Well, given a sphere of air stretching out to Neptune would only be around 6.5x its Schwarzschild radius in diameter, I imagine it would very quickly collapse into a black hole. There definitely won't be enough time to fly airships around or hear the sound from the Sun before the planets are shredded by the air (which is moving at roughly Mach 80 in the case of Earth), even if they didn't fall into the new black hole.
This would be a good xkcd what-if, right up Randall's alley.
If you're talking about Earth-like atmospheric density, I can tell you that that is a lot of mass.
So first off, if it's not rotating, it's gonna collapse into the Sun. And I'd guess, without looking at the numbers, that it's probably gonna be some combination of processes that are gonna ultimately result in a black hole where the Sun is now.
If it's rotating, then there's a problem. You can't just have air staying in orbit in arbitrary orbits, because it'll collide. So I guess that you'd have to have a flat ring of gas, like Saturn's rings. Basically, it'd have an orbit of zero eccentricity.
The planets don't have an orbit of zero eccentricity, so they'd be smacking into air constantly. Aside from the effects of all of that air being captured by the planets themselves and adding to their mass, I'd guess that it'd tend to force them towards a zero eccentricity orbit.
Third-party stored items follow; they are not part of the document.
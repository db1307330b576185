use std::sync::Arc;

use chrono::Utc;
use floodroute_core::RoadNetwork;
use floodroute_core::geometry::Coordinate;
use floodroute_core::loading::{BuildReport, EngineConfig, build_network, load_network};
use floodroute_core::model::RoadSegment;
use floodroute_core::risk::{FloodRiskAnalyzer, FloodRiskAssessment, WeatherObservation};
use floodroute_core::routing::{
    AlternativesOutcome, AlternativesRequest, CancelFlag, RouteOutcome, RoutePlanner,
    RouteRequest, compute_alternatives,
};
use log::{info, warn};
use rayon::prelude::*;

use crate::{Error, NetworkHandle};

/// Route planning service over a shared network
#[derive(Debug, Clone)]
pub struct RouteEngine {
    config: Arc<EngineConfig>,
    network: NetworkHandle,
}

impl RouteEngine {
    /// Wraps an already built network
    ///
    /// # Errors
    ///
    /// Returns an error if the configuration fails validation
    pub fn new(config: EngineConfig, network: RoadNetwork) -> Result<Self, Error> {
        Self::with_handle(config, NetworkHandle::new(network))
    }

    /// Shares `handle` with other engines or a reloader
    ///
    /// # Errors
    ///
    /// Returns an error if the configuration fails validation
    pub fn with_handle(config: EngineConfig, handle: NetworkHandle) -> Result<Self, Error> {
        config.validate()?;
        Ok(Self {
            config: Arc::new(config),
            network: handle,
        })
    }

    /// Loads the dataset named in `config.network`
    ///
    /// # Errors
    ///
    /// Returns an error if the dataset cannot be loaded or has no routable
    /// segment
    pub fn from_config(config: EngineConfig) -> Result<(Self, BuildReport), Error> {
        let (network, report) = load_network(&config)?;
        Ok((Self::new(config, network)?, report))
    }

    pub fn config(&self) -> &EngineConfig {
        &self.config
    }

    pub fn handle(&self) -> &NetworkHandle {
        &self.network
    }

    pub fn network(&self) -> Arc<RoadNetwork> {
        self.network.snapshot()
    }

    /// Cheapest route between two coordinates
    ///
    /// # Errors
    ///
    /// Returns an error only for internal inconsistencies of the network
    pub fn compute_route(&self, request: &RouteRequest) -> Result<RouteOutcome, Error> {
        let network = self.network.snapshot();
        Ok(RoutePlanner::new(&network, &self.config).route(request)?)
    }

    /// Like [`RouteEngine::compute_route`], stopping early once `cancel` is
    /// set
    ///
    /// # Errors
    ///
    /// Returns an error only for internal inconsistencies of the network
    pub fn compute_route_cancellable(
        &self,
        request: &RouteRequest,
        cancel: CancelFlag,
    ) -> Result<RouteOutcome, Error> {
        let network = self.network.snapshot();
        Ok(RoutePlanner::new(&network, &self.config)
            .with_cancel(cancel)
            .route(request)?)
    }

    /// Labelled, flood-scored alternatives. Weather is judged against the
    /// current time unless the request fixes one.
    ///
    /// # Errors
    ///
    /// Returns an error only for internal inconsistencies of the network
    pub fn compute_alternatives(
        &self,
        request: &AlternativesRequest,
    ) -> Result<AlternativesOutcome, Error> {
        let network = self.network.snapshot();
        let planner = RoutePlanner::new(&network, &self.config);
        if request.as_of.is_some() {
            return Ok(compute_alternatives(&planner, request)?);
        }
        let request = AlternativesRequest {
            as_of: Some(Utc::now()),
            ..request.clone()
        };
        Ok(compute_alternatives(&planner, &request)?)
    }

    /// Routes a batch in parallel over one network snapshot
    pub fn compute_routes(&self, requests: &[RouteRequest]) -> Vec<Result<RouteOutcome, Error>> {
        let network = self.network.snapshot();
        let planner = RoutePlanner::new(&network, &self.config);
        requests
            .par_iter()
            .map(|request| planner.route(request).map_err(Error::from))
            .collect()
    }

    /// Flood exposure of a coordinate sequence routed elsewhere
    pub fn assess_coordinates(
        &self,
        coordinates: &[Coordinate],
        buffer_m: Option<f64>,
        weather: Option<&WeatherObservation>,
    ) -> FloodRiskAssessment {
        let network = self.network.snapshot();
        let impact = self.config.risk.weather.assess(weather, Some(Utc::now()));
        FloodRiskAnalyzer::new(&network, &self.config.risk).assess_coordinates(
            coordinates,
            buffer_m,
            &impact,
        )
    }

    /// Rebuilds the network from the configured dataset and publishes it.
    /// The current network stays in service if loading fails.
    ///
    /// # Errors
    ///
    /// Returns an error if the dataset cannot be loaded
    pub fn reload(&self) -> Result<BuildReport, Error> {
        let (network, report) = load_network(&self.config).inspect_err(|e| {
            warn!("Reload failed, keeping the current network: {e}");
        })?;
        self.network.replace(network);
        Ok(report)
    }

    /// Builds a network from in-memory segments and publishes it
    ///
    /// # Errors
    ///
    /// Returns [`floodroute_core::Error::EmptyNetwork`] if no segment is
    /// routable; the current network stays in service
    pub fn reload_from_segments(&self, segments: Vec<RoadSegment>) -> Result<BuildReport, Error> {
        let (network, report) = build_network(
            segments,
            self.config.network.coordinate_precision,
            self.config.cost.clone(),
        );
        if network.is_empty() {
            warn!(
                "Rebuilt network is empty ({} segments skipped), keeping the current one",
                report.skipped.len()
            );
            return Err(floodroute_core::Error::EmptyNetwork.into());
        }
        self.network.replace(network);
        info!("Reloaded {} segments", report.segments_loaded);
        Ok(report)
    }
}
If you have that gas ring, there may be more-dramatic near-term effects, but I would guess, again without looking at the numbers, that the planets would accrue it over time, and it'd have drastic effects on the planets; a lot of mass showing up, to say nothing of the chemical effects of oxygen and the thermal effects of colliding with the air.
It'd also add a lot of mass with rotational energy at orbital speed, so I assume that it'd make it easier for the Sun to capture stuff passing through that gas disc.
I don't know what effects would be sooner or dominate, but I think that it'd probably be pretty exciting in more unpleasant ways than the flying airplanes between planets thing that you mentioned.
EDIT: Hah, did this before reading mindbleach's comment, and he hit some of the same points.
Now I'm curious if everything orbiting in space would "burn up" from the sudden friction like when an orbiting object comes into contact with an atmosphere.
Well, it wouldn't change the gravitational field of any given planet so the atmospheres around planets would exist still but they might become more air saturated. The other thing to consider is that since this air would be so far away from the gravitational fields of many planets that it would actually get pulled into the sun over time, increasing the mass of the Sun and further accelerating the collapse of the solar system. By how much I could not tell you, but eventually the extra mass being dumped into the vacuum of space around our solar system would increase the mass of our star.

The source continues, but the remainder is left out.